Mahkamah Konstitusi (MK) dijadwalkan membacakan putusan terhadap dua gugatan uji materi Undang-Undang Nomor 28 Tahun 2014 tentang Hak Cipta pada Rabu, 17 Desember 2025. Gugatan ini diajukan oleh sejumlah musisi papan atas Indonesia, termasuk Nazril Irham atau Ariel NOAH dan Tubagus Arman Maulana atau Armand Maulana.
Dua perkara uji materi tersebut terdaftar dengan nomor 28/PUU-XXIII/2025 dan Nomor 37/PUU-XXIII/2025. Perkara Nomor 28 dimohonkan oleh Armand Maulana, Ariel NOAH, Vina DSP Harrijanto Joedo (Vina Panduwinata), serta 26 musisi dan penyanyi lainnya. Sementara itu, perkara Nomor 37 diajukan oleh grup musik TKOOS Band dan penyanyi rok Saartje Sylvia.
Pembacaan putusan kedua perkara ini akan dilaksanakan mulai pukul 13.30 WIB di Gedung 1 MK RI, bersamaan dengan delapan perkara uji materi lainnya. “Acara: pengucapan putusan/ketetapan. Tempat: Gedung 1 MK RI,” demikian dilansir Antara.
Polemik Perlindungan Pelaku Pertunjukan dalam UU Hak Cipta
Dalam Perkara Nomor 28, Armand Maulana dan rekan-rekan musisi mengajukan uji materi terhadap konstitusionalitas norma Pasal 9 ayat (3), Pasal 23 ayat (5), Pasal 81, Pasal 87 ayat (1), dan Pasal 113 ayat (2) UU Hak Cipta. Para pemohon mendalilkan bahwa pasal-pasal tersebut menimbulkan ketidakpastian hukum.

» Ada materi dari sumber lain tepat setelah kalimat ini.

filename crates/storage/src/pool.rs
// SPDX-License-Identifier: BUSL-1.1
// Copyright (c) 2026 Alfred Jean LLC

//! Connection pool setup and embedded migrations for the `FORGE_DB_PATH`
//! SQLite database.

use crate::error::StorageResult;
use sqlx::sqlite::{SqliteConnectOptions, SqlitePoolOptions};
use sqlx::SqlitePool;
use std::str::FromStr;

/// Opens (creating if absent) the SQLite database at `path` and returns a
/// pool sized for a handful of concurrent connections — SQLite itself
/// serializes writers, so a large pool buys nothing.
pub async fn connect(path: &str) -> StorageResult<SqlitePool> {
    let options = SqliteConnectOptions::from_str(&format!("sqlite://{path}"))?
        .create_if_missing(true)
        .foreign_keys(true);

    let pool = SqlitePoolOptions::new()
        .max_connections(5)
        .connect_with(options)
        .await?;

    Ok(pool)
}

/// Runs the embedded schema migrations. Idempotent.
pub async fn migrate(pool: &SqlitePool) -> StorageResult<()> {
    sqlx::migrate!("./migrations").run(pool).await?;
    Ok(())
}
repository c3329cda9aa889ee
//! `av run show`

use crate::prelude::*;

#[test]
fn show_an_unknown_run_fails() {
    let db = Db::fresh();
    db.av().args(&["run", "show", "does-not-exist"]).fails();
}

#[test]
fn show_a_created_run_reports_queued_status() {
    let db = Db::fresh();
    let out = db
        .av()
        .args(&[
            "run",
            "create",
            "--env",
            "local",
            "--lane",
            "default",
            "--job-type",
            "smoke-test",
            "--requested-by",
            "spec",
            "-o",
            "json",
        ])
        .passes()
        .stdout();
    let created: serde_json::Value = serde_json::from_str(&out).unwrap();
    let run_id = created["run_id"].as_str().unwrap();

    db.av()
        .args(&["run", "show", run_id])
        .passes()
        .stdout_has("queued");

    let json_out = db
        .av()
        .args(&["run", "show", run_id, "-o", "json"])
        .passes()
        .stdout();
    let state: serde_json::Value = serde_json::from_str(&json_out).unwrap();
    assert_eq!(state["run_id"], run_id);
    assert_eq!(state["status"], "queued");
    assert_eq!(state["env"], "local");
    assert_eq!(state["lane"], "default");
}
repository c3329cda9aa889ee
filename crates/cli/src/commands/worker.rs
// SPDX-License-Identifier: BUSL-1.1
// Copyright (c) 2026 Alfred Jean LLC

//! `av worker tick-once` - run one scheduler/lease/ticker iteration directly.

use anyhow::Result;
use av_core::SchedulerCaps;
use av_storage::KillSwitch;
use clap::{Args, Subcommand};

use crate::app::App;
use crate::color;
use crate::output::OutputFormat;

#[derive(Args)]
pub struct WorkerArgs {
    #[command(subcommand)]
    pub command: WorkerCommand,
}

#[derive(Subcommand)]
pub enum WorkerCommand {
    /// Run a single `tick_once` pass against an env/lane.
    TickOnce(TickOnceArgs),
}

#[derive(Args)]
pub struct TickOnceArgs {
    #[arg(long)]
    pub env: String,
    #[arg(long)]
    pub lane: String,
    #[arg(long = "owner-id", default_value = "cli")]
    pub owner_id: String,
    #[arg(long = "max-total-ticks", default_value_t = 1)]
    pub max_total_ticks: u32,
    #[arg(long = "lease-ttl-seconds", default_value_t = 15)]
    pub lease_ttl_seconds: i64,
    #[arg(long, short = 'o', value_enum, default_value = "text")]
    pub output: OutputFormat,
}

pub async fn run(args: WorkerArgs, app: &App) -> Result<()> {
    match args.command {
        WorkerCommand::TickOnce(a) => tick_once(a, app).await,
    }
}

async fn tick_once(args: TickOnceArgs, app: &App) -> Result<()> {
    let kill_switch = KillSwitch::new(&app.config_registry);
    let caps = SchedulerCaps::new(args.max_total_ticks);

    let summary = app
        .worker
        .tick_once(
            &args.env,
            &args.lane,
            &args.owner_id,
            caps,
            chrono::Duration::seconds(args.lease_ttl_seconds),
            &kill_switch,
        )
        .await?;

    match args.output {
        OutputFormat::Json => {
            println!("{}", serde_json::to_string_pretty(&summary)?);
        }
        OutputFormat::Text => {
            let status = if summary.runs_ticked > 0 { "success" } else { "idle" };
            println!(
                "{} {} ({} run(s) ticked)",
                color::header("tick_once:"),
                color::status(status),
                summary.runs_ticked
            );
        }
    }
    Ok(())
}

Ketidakpastian hukum ini, menurut pemohon, menciptakan ancaman struktural dan tidak memberikan perlindungan yang jelas, setara, serta memadai, khususnya bagi para pelaku pertunjukan. Mereka menyoroti sejumlah polemik hak cipta yang kerap terjadi di kalangan pelaku pertunjukan.
Salah satu contoh yang diangkat adalah pengalaman vokalis grup musik Kahitna, Hedi Yunus, yang juga menjadi pemohon. Hedi Yunus disebut mengalami kerugian konstitusional signifikan karena pencipta lagu “Melamarmu”, yang sering ia bawakan, mewajibkan penerapan lisensi langsung (direct licensing) untuk mempertunjukkan lagu tersebut.

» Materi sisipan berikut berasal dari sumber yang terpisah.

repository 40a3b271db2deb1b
use std::sync::Arc;

use anyhow::Result;
use async_trait::async_trait;
use serde_json::Map;
use serde_json::Value;
use strum::EnumIter;
use strum::EnumVariantNames;
use strum::IntoEnumIterator;

pub const LANGUAGE_KEY: &str = "language";
pub const FONT_SIZE_KEY: &str = "fontSize";
pub const TEMPLATES_KEY: &str = "templates";
pub const CODE_TO_SUBMIT_KEY: &str = "codeToSubmit";

pub fn saved_code_key(problem_id: &str) -> String {
    return format!("savedCode-{problem_id}");
}

#[derive(Clone, Debug, PartialEq, Eq, EnumIter, EnumVariantNames, strum::Display)]
#[strum(serialize_all = "lowercase")]
pub enum StoreName {
    File,
    Memory,
}

impl StoreName {
    pub fn parse(text: &str) -> Option<StoreName> {
        return StoreName::iter().find(|e| return e.to_string() == text);
    }
}

/// Extension-scoped key-value storage. Each key is written atomically, nothing
/// is transactional across keys.
#[async_trait]
pub trait KeyValueStore {
    /// Returns the entries that exist for `keys`. Missing keys are absent from
    /// the result.
    async fn get(&self, keys: &[&str]) -> Result<Map<String, Value>>;

    async fn set(&self, items: Map<String, Value>) -> Result<()>;

    async fn remove(&self, key: &str) -> Result<()>;
}

pub type StoreBox = Arc<dyn KeyValueStore + Send + Sync>;
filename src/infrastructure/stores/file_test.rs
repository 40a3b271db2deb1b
use anyhow::Result;
use serde_json::json;
use serde_json::Map;

use super::FileStore;
use crate::domain::models::KeyValueStore;

fn entries(key: &str, value: serde_json::Value) -> Map<String, serde_json::Value> {
    let mut map = Map::new();
    map.insert(key.to_string(), value);
    return map;
}

#[tokio::test]
async fn it_returns_nothing_when_the_file_is_missing() -> Result<()> {
    let dir = tempfile::tempdir()?;
    let store = FileStore::new(dir.path().join("nested/storage.json"));

    let res = store.get(&["language"]).await?;
    assert!(res.is_empty());
    return Ok(());
}

#[tokio::test]
async fn it_persists_entries_across_instances() -> Result<()> {
    let dir = tempfile::tempdir()?;
    let file_path = dir.path().join("nested/storage.json");

    FileStore::new(file_path.clone())
        .set(entries("savedCode-1068", json!("int main(){}")))
        .await?;
    FileStore::new(file_path.clone())
        .set(entries("language", json!("java")))
        .await?;

    let res = FileStore::new(file_path)
        .get(&["savedCode-1068", "language", "fontSize"])
        .await?;

    assert_eq!(res.len(), 2);
    assert_eq!(res["savedCode-1068"], json!("int main(){}"));
    assert_eq!(res["language"], json!("java"));
    return Ok(());
}

#[tokio::test]
async fn it_removes_entries() -> Result<()> {
    let dir = tempfile::tempdir()?;
    let store = FileStore::new(dir.path().join("storage.json"));

    store.set(entries("codeToSubmit", json!({ "code": "x" }))).await?;
    store.remove("codeToSubmit").await?;
    store.remove("codeToSubmit").await?;

    let res = store.get(&["codeToSubmit"]).await?;
    assert!(res.is_empty());
    return Ok(());
}

#[tokio::test]
async fn it_fails_on_a_corrupt_document() -> Result<()> {
    let dir = tempfile::tempdir()?;
    let file_path = dir.path().join("storage.json");
    std::fs::write(&file_path, "[1, 2, 3]")?;

    let err = FileStore::new(file_path).get(&["language"]).await.unwrap_err();
    assert!(err.to_string().contains("does not contain a JSON object"));
    return Ok(());
}
#[cfg(test)]
#[path = "editor_proxy_test.rs"]
mod tests;

use std::collections::HashMap;
use std::sync::Arc;
use std::sync::Mutex;
use std::sync::MutexGuard;

use anyhow::bail;
use anyhow::Result;
use async_trait::async_trait;
use tokio::sync::oneshot;
use tokio::sync::watch;
use tokio_util::sync::CancellationToken;

use super::Window;
use super::WindowListener;
use crate::domain::models::BridgeMessage;
use crate::domain::models::CodeRequest;
use crate::domain::models::EditorHandle;

#[derive(Default)]
struct PendingRequest {
    /// Requests of this kind posted and not answered yet.
    outstanding: usize,
    /// Whoever asked last. Earlier callers have been superseded.
    waiter: Option<oneshot::Sender<String>>,
}

type PendingRequests = Arc<Mutex<HashMap<CodeRequest, PendingRequest>>>;

fn lock(pending: &PendingRequests) -> MutexGuard<'_, HashMap<CodeRequest, PendingRequest>> {
    return pending.lock().unwrap_or_else(|err| return err.into_inner());
}

/// The toolbar half of the bridge. Turns `EditorHandle` calls into bridge
/// messages and matches code responses back to the caller waiting for them.
///
/// Responses carry no correlation id, so at most one caller waits per request
/// kind. A response is handed over only once every request of its kind has
/// been answered, which means the waiter always gets the answer to the last
/// request it made and never an older one.
pub struct EditorProxy {
    window: Window,
    pending: PendingRequests,
    ready: watch::Receiver<usize>,
    cancel: CancellationToken,
}

impl EditorProxy {
    pub fn connect(window: &Window) -> EditorProxy {
        let pending: PendingRequests = Arc::default();
        let (ready_tx, ready_rx) = watch::channel(0usize);
        let cancel = CancellationToken::new();

        tokio::spawn(EditorProxy::listen(
            window.clone(),
            window.listen(),
            pending.clone(),
            ready_tx,
            cancel.clone(),
        ));

        return EditorProxy {
            window: window.clone(),
            pending,
            ready: ready_rx,
            cancel,
        };
    }

    /// Counts how many times the editor announced itself. Changes whenever the
    /// page-world editor (re)mounts.
    pub fn ready(&self) -> watch::Receiver<usize> {
        return self.ready.clone();
    }

    /// Stops listening and fails every pending request.
    pub fn disconnect(&self) {
        self.cancel.cancel();
        lock(&self.pending).clear();
    }

    async fn listen(
        window: Window,
        mut listener: WindowListener,
        pending: PendingRequests,
        ready: watch::Sender<usize>,
        cancel: CancellationToken,
    ) {
        loop {
            let message = tokio::select! {
                _ = cancel.cancelled() => None,
                message = listener.next() => message,
            };

            match message {
                Some(BridgeMessage::Ready) => {
                    EditorProxy::resend_pending(&window, &pending);
                    ready.send_modify(|count| *count += 1);
                }
                Some(message) => {
                    if let Some((kind, code)) = message.as_response() {
                        EditorProxy::resolve(&pending, kind, code);
                    }
                }
                None => return,
            }
        }
    }

    fn resolve(pending: &PendingRequests, kind: CodeRequest, code: &str) {
        let mut pending = lock(pending);
        let entry = match pending.get_mut(&kind) {
            Some(entry) if entry.outstanding > 0 => entry,
            _ => {
                tracing::trace!(kind = %kind, "Ignored unsolicited code response");
                return;
            }
        };

        entry.outstanding -= 1;
        if entry.outstanding > 0 {
            tracing::debug!(
                kind = %kind,
                outstanding = entry.outstanding,
                "Dropped stale code response"
            );
            return;
        }

        if let Some(waiter) = entry.waiter.take() {
            if waiter.send(code.to_string()).is_err() {
                tracing::debug!(kind = %kind, "Code response arrived after its caller left");
            }
        }
    }

    /// Requests posted before the editor mounted were lost. Ask again for the
    /// ones somebody is still waiting on.
    fn resend_pending(window: &Window, pending: &PendingRequests) {
        let mut pending = lock(pending);
        for (kind, entry) in pending.iter_mut() {
            if entry.waiter.is_none() {
                entry.outstanding = 0;
                continue;
            }

            entry.outstanding = 1;
            window.post_message(&BridgeMessage::request(*kind));
        }
    }
}

impl Drop for EditorProxy {
    fn drop(&mut self) {
        self.cancel.cancel();
    }
}

#[async_trait]
impl EditorHandle for EditorProxy {
    #[allow(clippy::implicit_return)]
    async fn set_language(&self, language_id: &str) -> Result<()> {
        self.window.post_message(&BridgeMessage::SetLanguage {
            language: language_id.to_string(),
        });
        return Ok(());
    }

    #[allow(clippy::implicit_return)]
    async fn set_font(&self, font_size: u32) -> Result<()> {
        self.window
            .post_message(&BridgeMessage::SetFont { font_size });
        return Ok(());
    }

    #[allow(clippy::implicit_return)]
    async fn set_value(&self, code: &str) -> Result<()> {
        self.window.post_message(&BridgeMessage::InsertCode {
            code: code.to_string(),
        });
        return Ok(());
    }

    #[allow(clippy::implicit_return)]
    async fn get_value(&self, kind: CodeRequest) -> Result<String> {
        let rx = {
            let mut pending = lock(&self.pending);
            let entry = pending.entry(kind).or_default();
            if entry.waiter.is_some() {
                tracing::debug!(kind = %kind, "Superseding pending code request");
            }

            let (tx, rx) = oneshot::channel::<String>();
            entry.waiter = Some(tx);
            entry.outstanding += 1;
            rx
        };

        self.window.post_message(&BridgeMessage::request(kind));

        match rx.await {
            Ok(code) => return Ok(code),
            Err(_) => bail!(format!(
                "The {kind} code request was superseded before the editor answered"
            )),
        }
    }

    #[allow(clippy::implicit_return)]
    async fn set_theme(&self, is_dark: bool) -> Result<()> {
        self.window.post_message(&BridgeMessage::UpdateTheme {
            is_dark_theme: is_dark,
        });
        return Ok(());
    }
}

Direct licensing adalah sistem lisensi langsung antara pemilik hak cipta dan pengguna karya, tanpa melalui lembaga perantara seperti Lembaga Manajemen Kolektif Nasional (LMKN) atau Lembaga Manajemen Kolektif (LMK). Hedi, sebagaimana termuat dalam berkas permohonannya, mengaku “mengalami situasi yang tidak menentu untuk melantunkan lagu Melamarmu” akibat sistem yang diterapkan oleh sang pencipta lagu.

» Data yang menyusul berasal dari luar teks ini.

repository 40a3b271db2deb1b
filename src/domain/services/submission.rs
#[cfg(test)]
#[path = "submission_test.rs"]
mod tests;

use anyhow::Result;
use serde_json::Map;

use crate::domain::models::CodeRequest;
use crate::domain::models::EditorHandleBox;
use crate::domain::models::LanguageName;
use crate::domain::models::NativeForm;
use crate::domain::models::NativeFormBox;
use crate::domain::models::PendingSubmission;
use crate::domain::models::StoreBox;
use crate::domain::models::SubmissionFile;
use crate::domain::models::SubmissionPackage;
use crate::domain::models::CODE_TO_SUBMIT_KEY;
use crate::domain::models::SUBMISSION_MIME;

#[derive(Clone, Copy, Debug, PartialEq, Eq, strum::Display)]
#[strum(serialize_all = "lowercase")]
pub enum SubmissionOutcome {
    /// The native form was filled in and submitted.
    Submitted,
    /// No native form on this page, the code was parked for the
    /// submission-confirmation page.
    Deferred,
    /// Something on the form was missing. Logged, the user has to retry.
    Aborted,
    /// Nothing to do on this page.
    Skipped,
}

/// Turns code into what the native form expects: a file named after the
/// language's canonical filename and the form's label for the language.
pub fn package_submission(language: LanguageName, code: &str) -> SubmissionPackage {
    let profile = language.profile();
    return SubmissionPackage {
        file: SubmissionFile {
            filename: profile.filename.to_string(),
            content: code.to_string(),
            mime: SUBMISSION_MIME.to_string(),
        },
        language_label: profile.submission_label.to_string(),
    };
}

/// The task page's own form posts to `/problemset/...`.
pub fn is_task_form(action: &str) -> bool {
    return action.starts_with("/problemset/");
}

pub fn is_submit_form(action: &str) -> bool {
    return action.contains("/submit");
}

/// Selects the language and attaches the file. Returns the attached filename,
/// or `None` when the form has no file input.
fn fill_form(form: &dyn NativeForm, package: SubmissionPackage) -> Option<String> {
    if !form.select_language(&package.language_label) {
        tracing::warn!(
            label = %package.language_label,
            "Could not select the language on the native form"
        );
    }

    let filename = package.file.filename.to_string();
    if let Err(err) = form.attach_file(package.file) {
        tracing::error!(err = ?err, filename = %filename, "Failed to attach the submission file");
        return None;
    }

    return Some(filename);
}

async fn submit_form(form: &dyn NativeForm, filename: &str) -> SubmissionOutcome {
    if let Err(err) = form.submit().await {
        tracing::error!(err = ?err, filename, "Native form submission failed");
        return SubmissionOutcome::Aborted;
    }

    tracing::info!(filename, action = %form.action(), "Submitted");
    return SubmissionOutcome::Submitted;
}

/// Submits whatever is in the editor through the task page's native form.
pub struct SubmissionPipeline {
    editor: EditorHandleBox,
    store: StoreBox,
    form: Option<NativeFormBox>,
}

impl SubmissionPipeline {
    /// `form` is the page's native form, if the page has one. Forms that
    /// don't post to the problem set are not ours to use.
    pub fn new(editor: EditorHandleBox, store: StoreBox, form: Option<NativeFormBox>) -> SubmissionPipeline {
        let form = form.filter(|form| {
            if is_task_form(&form.action()) {
                return true;
            }

            tracing::warn!(action = %form.action(), "Ignoring form that is not a task submission form");
            return false;
        });

        if let Some(form) = &form {
            form.hide();
        }

        return SubmissionPipeline {
            editor,
            store,
            form,
        };
    }

    pub async fn submit(&self, language: LanguageName) -> Result<SubmissionOutcome> {
        let code = self.editor.get_value(CodeRequest::Submission).await?;
        let package = package_submission(language, &code);

        if let Some(form) = &self.form {
            let filename = match fill_form(form.as_ref(), package) {
                Some(filename) => filename,
                None => return Ok(SubmissionOutcome::Aborted),
            };

            return Ok(submit_form(form.as_ref(), &filename).await);
        }

        let pending = PendingSubmission {
            code,
            language,
            filename: package.file.filename,
        };

        let mut items = Map::new();
        items.insert(CODE_TO_SUBMIT_KEY.to_string(), serde_json::to_value(&pending)?);
        self.store.set(items).await?;

        tracing::info!(
            language = %language,
            "No native form on this page, parked the code for the submit page"
        );
        return Ok(SubmissionOutcome::Deferred);
    }
}

/// The submission-confirmation page. Picks up code parked by the task page and
/// submits it through this page's form.
pub struct ConfirmationPage {
    store: StoreBox,
}

impl ConfirmationPage {
    pub fn new(store: StoreBox) -> ConfirmationPage {
        return ConfirmationPage { store };
    }

    pub fn applies_to(url: &str) -> bool {
        return url.contains("/submit");
    }

    pub async fn pending(&self) -> Result<Option<PendingSubmission>> {
        let mut res = self.store.get(&[CODE_TO_SUBMIT_KEY]).await?;
        let raw = match res.remove(CODE_TO_SUBMIT_KEY) {
            Some(raw) => raw,
            None => return Ok(None),
        };

        match serde_json::from_value::<PendingSubmission>(raw) {
            Ok(pending) => return Ok(Some(pending)),
            Err(err) => {
                tracing::warn!(err = ?err, "Ignoring unreadable pending submission");
                return Ok(None);
            }
        }
    }

    pub async fn run(&self, url: &str, form: Option<&dyn NativeForm>) -> Result<SubmissionOutcome> {
        if !ConfirmationPage::applies_to(url) {
            return Ok(SubmissionOutcome::Skipped);
        }

        let pending = match self.pending().await? {
            Some(pending) => pending,
            None => return Ok(SubmissionOutcome::Skipped),
        };

        let form = match form.filter(|form| return is_submit_form(&form.action())) {
            Some(form) => form,
            None => {
                tracing::error!(url, "Submission form not found");
                return Ok(SubmissionOutcome::Aborted);
            }
        };

        let package = package_submission(pending.language, &pending.code);
        if package.file.filename != pending.filename {
            tracing::debug!(
                parked = %pending.filename,
                canonical = %package.file.filename,
                "Parked filename differs, using the canonical one"
            );
        }

        let filename = match fill_form(form, package) {
            Some(filename) => filename,
            None => return Ok(SubmissionOutcome::Aborted),
        };

        // The parked slot is consumed exactly once.
        self.store.remove(CODE_TO_SUBMIT_KEY).await?;

        return Ok(submit_form(form, &filename).await);
    }
}
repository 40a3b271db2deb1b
pub mod models;
pub mod services;
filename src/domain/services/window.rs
#[cfg(test)]
#[path = "window_test.rs"]
mod tests;

use std::sync::atomic::AtomicU64;
use std::sync::atomic::Ordering;

use serde_json::Value;
use tokio::sync::broadcast;
use tokio::sync::broadcast::error::RecvError;

use crate::domain::models::BridgeMessage;

const BUS_CAPACITY: usize = 256;

static NEXT_WINDOW_ID: AtomicU64 = AtomicU64::new(1);

#[derive(Clone, Copy, Debug, PartialEq, Eq, Hash)]
pub struct WindowId(u64);

impl WindowId {
    fn next() -> WindowId {
        return WindowId(NEXT_WINDOW_ID.fetch_add(1, Ordering::Relaxed));
    }
}

#[derive(Clone, Debug)]
pub struct WindowMessage {
    pub source: WindowId,
    pub data: Value,
}

/// A same-window broadcast bus. The toolbar and the page-world editor each hold
/// a clone of the same window, other frames embedded in the page share the bus
/// but post under their own id.
#[derive(Clone)]
pub struct Window {
    id: WindowId,
    bus: broadcast::Sender<WindowMessage>,
}

impl Default for Window {
    fn default() -> Window {
        return Window::new();
    }
}

impl Window {
    pub fn new() -> Window {
        let (bus, _) = broadcast::channel::<WindowMessage>(BUS_CAPACITY);
        return Window {
            id: WindowId::next(),
            bus,
        };
    }

    pub fn id(&self) -> WindowId {
        return self.id;
    }

    /// Another frame on the same page.
    pub fn frame(&self) -> Window {
        return Window {
            id: WindowId::next(),
            bus: self.bus.clone(),
        };
    }

    pub fn post_message(&self, message: &BridgeMessage) {
        self.post_raw(message.to_value());
    }

    /// Posts arbitrary data. Nobody listening means the message is lost.
    pub fn post_raw(&self, data: Value) {
        let message = WindowMessage {
            source: self.id,
            data,
        };

        if self.bus.send(message).is_err() {
            tracing::trace!("No window listeners, message dropped");
        }
    }

    /// Starts listening. Only messages posted after this call are seen.
    pub fn listen(&self) -> WindowListener {
        return WindowListener {
            window: self.id,
            rx: self.bus.subscribe(),
        };
    }
}

pub struct WindowListener {
    window: WindowId,
    rx: broadcast::Receiver<WindowMessage>,
}

impl WindowListener {
    /// Waits for the next bridge message posted by this listener's own window.
    /// Messages from other frames and anything that doesn't parse as a bridge
    /// message are skipped. Returns `None` once the bus is gone.
    pub async fn next(&mut self) -> Option<BridgeMessage> {
        loop {
            let message = match self.rx.recv().await {
                Ok(message) => message,
                Err(RecvError::Lagged(skipped)) => {
                    tracing::warn!(skipped, "Window listener lagged, messages lost");
                    continue;
                }
                Err(RecvError::Closed) => return None,
            };

            if message.source != self.window {
                tracing::trace!(source = ?message.source, "Discarded message from another window");
                continue;
            }

            if let Some(bridge_message) = BridgeMessage::parse(&message.data) {
                return Some(bridge_message);
            }

            tracing::trace!(data = %message.data, "Ignored unknown window message");
        }
    }
}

Gugatan TKOOS Band Terkait Lagu Koes Plus
Sementara itu, TKOOS Band dan Saartje Sylvia mempersoalkan konstitusionalitas norma Pasal 9 ayat (2) dan Pasal 113 ayat (2) UU Hak Cipta dalam Perkara Nomor 37. Salah satu alasan utama pengajuan permohonan ini adalah larangan dari ahli waris grup musik pop rok legendaris Koes Plus kepada TKOOS Band untuk mempertunjukkan lagu-lagu ciptaan mereka.
Dinukil dari berkas permohonannya, TKOOS Band mengaku “mengalami penurunan citra di masyarakat karena seolah-olah melakukan penggunaan karya secara komersial tanpa memperhatikan hak ekonomi pencipta, padahal lagu-lagu yang dibawakan telah dibayarkan royaltinya melalui LMKN maupun LMK.” Situasi ini menunjukkan kompleksitas dalam pengelolaan hak cipta dan royalti di Indonesia.
Melalui uji materi ini, para pemohon dalam kedua perkara tersebut meminta Mahkamah Konstitusi untuk memberikan penafsiran baru terhadap sebagian pasal yang diuji, atau bahkan membatalkan keberlakuan sebagian pasal lainnya. Proses persidangan kedua perkara ini telah bergulir di MK sejak sidang pemeriksaan pendahuluan pada 24 April 2025.
Selama prosesnya, MK telah meminta keterangan dari Dewan Perwakilan Rakyat (DPR), pemerintah, saksi dan ahli, serta pihak terkait seperti Lembaga Manajemen Kolektif Nasional (LMKN), untuk mendapatkan gambaran komprehensif sebelum mengambil putusan.